Agrotechnomarket.com - The one sure thing is that your land needs irrigation to maintain the health of grass, plants and trees. So we encourage farmers to plan for watering as part of their overall maintenance program. For the methods of irrigation in the land, there's no better way to direct H2O straight to the source (plant roots, water conservation is one benefit of drip irrigation). There are advantages and disadvantages of drip irrigation, as well as  maintenance concerns that you should know about before you make a decision. Drip irrigation or in another termed as localized irrigation is one of the methods of irrigation that saves water and fertilizer. In drip irrigation method, water drips slowly to the root zone of the plants in precise amounts either onto the soil surface or directly onto the root zone through a network of valves, pipes, tubing and emitters. The process is completed in narrow tubes so that water is given directly to the root of the plant at controlled frequencies.

See Also: Advantages and Disadvantages of Furrow Irrigation

Here, we’ll explain the advantages and disadvantages of drip irrigation so you can determine if this watering solution is a fit for your land.

Advantages — Drip Irrigation 

  • Conserves Water
The characteristic of drip irrigation is the maximum use of available water because of controlled delivery of water directly to the root zone. Drip irrigation systems consist of tubing through which water travels from its source to drip emitters (also called micro irrigation).
  • Easy Installation
Localized irrigation installation does not require excavating and rarely destroy the integrity of a land bed during installation. Tubing is weaved throughout the area requiring watering. Therefore, drip irrigation systems can be moved and are not permanent like conventional irrigation systems (involving spray-heads, pop-up heads, etc.).
  • No runoff of fertilizers into ground water
With drip irrigation, water is delivered directly to the ground’s surface rather than being sprayed up and out over an area. There aren't surface runoff of pesticides, fertilizers and manure, or leaching of nitrogen into groundwater,
  • No Drift
Drip irrigation can deliver 1 to 4 gallons of water per hour directly to your plants, and there is no drift, which is what happens when wind carries water dispersed from an irrigation system to areas that do not need water like sidewalks, walkways, or driveways.
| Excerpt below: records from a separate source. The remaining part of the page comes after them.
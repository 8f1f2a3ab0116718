use std::sync::Arc;

use crate::{
    core::config::SupervisorConfig,
    error::RuntimeError,
    signals::{OsSignals, SignalSource},
    subscribers::{LogWriter, Subscribe},
    units::UnitRef,
};
use super::supervisor::Supervisor;

/// Builder for constructing a [`Supervisor`].
///
/// Registration happens only here; once built, the set of units is fixed.
///
/// # Example
/// ```
/// use unitvisor::{ManualSignal, Supervisor, SupervisorConfig, UnitRef};
///
/// let trigger = ManualSignal::new();
/// let maybe_admin: Option<UnitRef> = None; // e.g. disabled by config
///
/// let sup = Supervisor::builder(SupervisorConfig::with_deadline_secs(3))
///     .with_units([maybe_admin])
///     .with_signal_source(trigger.clone())
///     .build()
///     .expect("valid config");
/// assert_eq!(sup.unit_names().count(), 0);
/// ```
pub struct SupervisorBuilder {
    cfg: SupervisorConfig,
    units: Vec<UnitRef>,
    subscribers: Vec<Arc<dyn Subscribe>>,
    signals: Option<Box<dyn SignalSource>>,
    log_writer: bool,
}

impl SupervisorBuilder {
    /// Creates a new builder with the given configuration.
    pub fn new(cfg: SupervisorConfig) -> Self {
        Self {
            cfg,
            units: Vec::new(),
            subscribers: Vec::new(),
            signals: None,
            log_writer: true,
        }
    }

    /// Registers one unit.
    pub fn with_unit(mut self, unit: UnitRef) -> Self {
        self.units.push(unit);
        self
    }

    /// Registers several units; `None` entries are skipped.
    ///
    /// Accepts both `UnitRef` and `Option<UnitRef>` items.
    pub fn with_units<I>(mut self, units: I) -> Self
    where
        I: IntoIterator,
        I::Item: Into<Option<UnitRef>>,
    {
        self.units.extend(units.into_iter().filter_map(Into::into));
        self
    }

    /// Adds event subscribers (in addition to the built-in [`LogWriter`]).
    pub fn with_subscribers(mut self, subscribers: Vec<Arc<dyn Subscribe>>) -> Self {
        self.subscribers.extend(subscribers);
        self
    }

    /// Replaces the default [`OsSignals`] source (built from `cfg.signals`).
    pub fn with_signal_source(mut self, source: impl SignalSource) -> Self {
        self.signals = Some(Box::new(source));
        self
    }

    /// Does not install the built-in [`LogWriter`].
    pub fn without_log_writer(mut self) -> Self {
        self.log_writer = false;
        self
    }

    /// Validates the configuration and returns the supervisor.
    ///
    /// ### Errors
    /// [`RuntimeError::InvalidConfig`] if [`SupervisorConfig::validate`] fails.
    pub fn build(self) -> Result<Supervisor, RuntimeError> {
        self.cfg.validate()?;

        let signals: Box<dyn SignalSource> = match self.signals {
            Some(source) => source,
            None => Box::new(OsSignals::new(self.cfg.signals.iter().copied())),
        };

        let mut subscribers: Vec<Arc<dyn Subscribe>> =
            Vec::with_capacity(self.subscribers.len() + 1);
        if self.log_writer {
            subscribers.push(Arc::new(LogWriter::new()));
        }
        subscribers.extend(self.subscribers);

        Ok(Supervisor::new_internal(
            self.cfg,
            self.units,
            subscribers,
            signals,
        ))
    }
}

#[cfg(test)]
mod tests {
    use std::time::Duration;

    use super::*;
    use crate::error::UnitError;
    use crate::units::{ShutdownContext, UnitFn};

    fn unit(name: &'static str) -> UnitRef {
        UnitFn::arc(
            name,
            || async {},
            |_ctx: ShutdownContext| async { Ok::<_, UnitError>(()) },
        )
    }

    #[test]
    fn test_none_entries_skipped_order_kept() {
        let sup = Supervisor::builder(SupervisorConfig::default())
            .with_units([Some(unit("a")), None, Some(unit("b"))])
            .with_unit(unit("c"))
            .with_units(vec![unit("d")])
            .build()
            .unwrap();

        let names: Vec<&str> = sup.unit_names().collect();
        assert_eq!(names, vec!["a", "b", "c", "d"]);
    }

    #[test]
    fn test_zero_deadline_fails_build() {
        let cfg = SupervisorConfig {
            deadline: Duration::ZERO,
            ..SupervisorConfig::default()
        };
        let err = Supervisor::builder(cfg).build().err().unwrap();
        assert!(matches!(err, RuntimeError::InvalidConfig { .. }));
    }
}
Disadvantages — Drip Irrigation 

  • Can Be High-Maintenance
In spite of the fact that there are many benefits to drip irrigation, and it may be the ideal solution for your lands beds and groundcover areas, they're a certain limitation also. That said, it's important to note that these systems so require more maintenance considerations you should know about before having a system installed. Primarily, these systems require more regular maintenance and you will need to monitor the system to ensure that it's working properly.
The most serious problem in drip irrigation namely clogging of emitters, so you will require system flush-outs on at least a monthly basis, and more depending on the type of water that’s flowing through the tubing. Non-potable water contains more particles and can more easily clog filters and drip emitters. Emitter plugging can severely hamper water application uniformity. And no matter what type of water you’re using to water your property, the nozzles on drip emitters must be cleaned out sometimes weekly.